- **Dataset extract**
####

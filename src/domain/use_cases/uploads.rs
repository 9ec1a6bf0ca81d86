use std::{path::PathBuf, sync::Arc};

use actix_multipart::Multipart;
use chrono::Utc;
use futures_util::{future::join_all, TryStreamExt};
use tokio::io::AsyncWriteExt;
use tracing::{info, instrument, warn};

use crate::{
    api_errors::UploadError,
    entities::image::{public_url, AssetStatus, ImageCategory, NewImageAsset, UploadedImage},
    imaging::processor::ImageProcessor,
    storage::local::{generate_filename, UploadBatch, UploadStorage},
    utils::mime::{is_image_mime, sniff_is_image},
    SharedMetadataRepo,
};

/// Bytes kept from the start of each upload for signature sniffing.
const SNIFF_LEN: usize = 64;

#[derive(Debug, Clone, Copy, PartialEq, Eq)]
pub enum UploadMode {
    Single,
    Multiple,
}

impl UploadMode {
    pub fn accepts_field(&self, field_name: &str) -> bool {
        match self {
            UploadMode::Single => matches!(field_name, "image" | "featuredImage" | "avatar"),
            UploadMode::Multiple => matches!(field_name, "images" | "gallery"),
        }
    }
}

#[derive(Debug, Clone, Copy)]
pub struct UploadLimits {
    pub max_file_size: u64,
    pub max_files: usize,
}

impl UploadLimits {
    fn max_mb(&self) -> u64 {
        self.max_file_size.div_ceil(1024 * 1024)
    }
}

/// An original written to disk but not yet recorded.
struct StagedFile {
    field_name: String,
    original_name: String,
    filename: String,
    category: ImageCategory,
    mime_type: String,
    size: u64,
    path: PathBuf,
}

pub struct UploadHandler {
    metadata_repo: SharedMetadataRepo,
    storage: Arc<UploadStorage>,
    processor: ImageProcessor,
    limits: UploadLimits,
    public_base_path: String,
}

impl UploadHandler {
    pub fn new(
        metadata_repo: SharedMetadataRepo,
        storage: Arc<UploadStorage>,
        processor: ImageProcessor,
        limits: UploadLimits,
        public_base_path: String,
    ) -> Self {
        UploadHandler {
            metadata_repo,
            storage,
            processor,
            limits,
            public_base_path,
        }
    }

    /// Streams every file part to disk, records the assets and derives their
    /// variants. A failure anywhere before the rows are stored removes every
    /// file the request wrote.
    #[instrument(skip(self, payload))]
    pub async fn accept(&self, mut payload: Multipart, mode: UploadMode) -> Result<Vec<UploadedImage>, UploadError> {
        let mut batch = self.storage.batch();
        let staged = match self.stage_and_record(&mut payload, mode, &mut batch).await {
            Ok(staged) => staged,
            Err(e) => {
                batch.rollback().await;
                return Err(e);
            }
        };
        batch.commit();

        join_all(staged.iter().map(|file| self.process_variants(file))).await;

        info!(count = staged.len(), ?mode, "images uploaded");

        Ok(staged
            .into_iter()
            .map(|file| UploadedImage {
                url: public_url(&self.public_base_path, file.category, &file.filename),
                filename: file.filename,
                original_name: file.original_name,
                size: file.size,
                mimetype: file.mime_type,
            })
            .collect())
    }

    /// Writes every original of the request into `batch` and inserts their
    /// rows in one statement.
    async fn stage_and_record(
        &self,
        payload: &mut Multipart,
        mode: UploadMode,
        batch: &mut UploadBatch<'_>,
    ) -> Result<Vec<StagedFile>, UploadError> {
        let mut staged: Vec<StagedFile> = Vec::new();

        while let Some(mut field) = payload.try_next().await? {
            let field_name = field.name().unwrap_or_default().to_string();
            let original_name = field
                .content_disposition()
                .and_then(|cd| cd.get_filename())
                .map(str::to_string);

            let Some(original_name) = original_name else {
                while field.try_next().await?.is_some() {}
                continue;
            };

            if !mode.accepts_field(&field_name) {
                return Err(UploadError::UnexpectedField(field_name));
            }
            if mode == UploadMode::Single && !staged.is_empty() {
                return Err(UploadError::UnexpectedField(field_name));
            }
            if staged.len() >= self.limits.max_files {
                return Err(UploadError::TooManyFiles(self.limits.max_files));
            }

            let mime_type = field
                .content_type()
                .map(|m| m.essence_str().to_string())
                .unwrap_or_default();
            if !is_image_mime(&mime_type) {
                return Err(UploadError::InvalidFileType);
            }

            let category = ImageCategory::for_field(&field_name);
            let filename = generate_filename(&field_name, &original_name, &mime_type);
            let mut file = self.storage.create_original(category, &filename).await?;
            batch.track(category, &filename);

            let mut size: u64 = 0;
            let mut head: Vec<u8> = Vec::with_capacity(SNIFF_LEN);
            while let Some(chunk) = field.try_next().await? {
                size += chunk.len() as u64;
                if size > self.limits.max_file_size {
                    return Err(UploadError::FileTooLarge { max_mb: self.limits.max_mb() });
                }
                if head.len() < SNIFF_LEN {
                    let take = (SNIFF_LEN - head.len()).min(chunk.len());
                    head.extend_from_slice(&chunk[..take]);
                }
                file.write_all(&chunk).await?;
            }
            file.flush().await?;

            if !sniff_is_image(&head) {
                return Err(UploadError::InvalidFileType);
            }

            staged.push(StagedFile {
                path: self.storage.original_path(category, &filename),
                field_name,
                original_name,
                filename,
                category,
                mime_type,
                size,
            });
        }

        if staged.is_empty() {
            return Err(UploadError::NoFile);
        }

        let uploaded_at = Utc::now();
        let mut rows = Vec::with_capacity(staged.len());
        for file in &staged {
            let dims = self.processor.probe(file.path.clone()).await?;
            rows.push(NewImageAsset {
                filename: file.filename.clone(),
                original_name: file.original_name.clone(),
                mime_type: file.mime_type.clone(),
                size: file.size,
                category: file.category,
                stored_path: file.path.to_string_lossy().into_owned(),
                width: dims.width,
                height: dims.height,
                status: AssetStatus::Uploaded,
                uploaded_at,
            });
        }

        self.metadata_repo.insert_assets(&rows).await?;
        Ok(staged)
    }

    /// Moves an asset through `variants_pending` to `variants_ready`, or to
    /// `processing_failed` with its original left in place.
    async fn process_variants(&self, file: &StagedFile) -> AssetStatus {
        if let Err(e) = self
            .metadata_repo
            .update_processing(&file.filename, AssetStatus::VariantsPending, &[])
            .await
        {
            warn!(filename = %file.filename, error = %e, "could not mark variants pending");
        }

        let generated = self
            .processor
            .generate_variants(file.path.clone(), file.filename.clone(), self.storage.processed_dir())
            .await;

        let (status, variants) = match generated {
            Ok(variants) => (AssetStatus::VariantsReady, variants),
            Err(e) => {
                warn!(
                    filename = %file.filename,
                    field = %file.field_name,
                    error = %e,
                    "variant generation failed; keeping original"
                );
                if let Err(e) = self.storage.remove_variant_files(&file.filename).await {
                    warn!(filename = %file.filename, error = %e, "could not remove partial variants");
                }
                (AssetStatus::ProcessingFailed, Vec::new())
            }
        };

        if let Err(e) = self
            .metadata_repo
            .update_processing(&file.filename, status, &variants)
            .await
        {
            warn!(filename = %file.filename, error = %e, "could not record variant status");
        }
        status
    }
}
pub mod postgres;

####

- **What is expected**
Copy out all lines of the listing above that include "AssetStatus".

- **Finished task**
    entities::image::{public_url, AssetStatus, ImageCategory, NewImageAsset, UploadedImage},
                status: AssetStatus::Uploaded,
    async fn process_variants(&self, file: &StagedFile) -> AssetStatus {
            .update_processing(&file.filename, AssetStatus::VariantsPending, &[])
            Ok(variants) => (AssetStatus::VariantsReady, variants),
                (AssetStatus::ProcessingFailed, Vec::new())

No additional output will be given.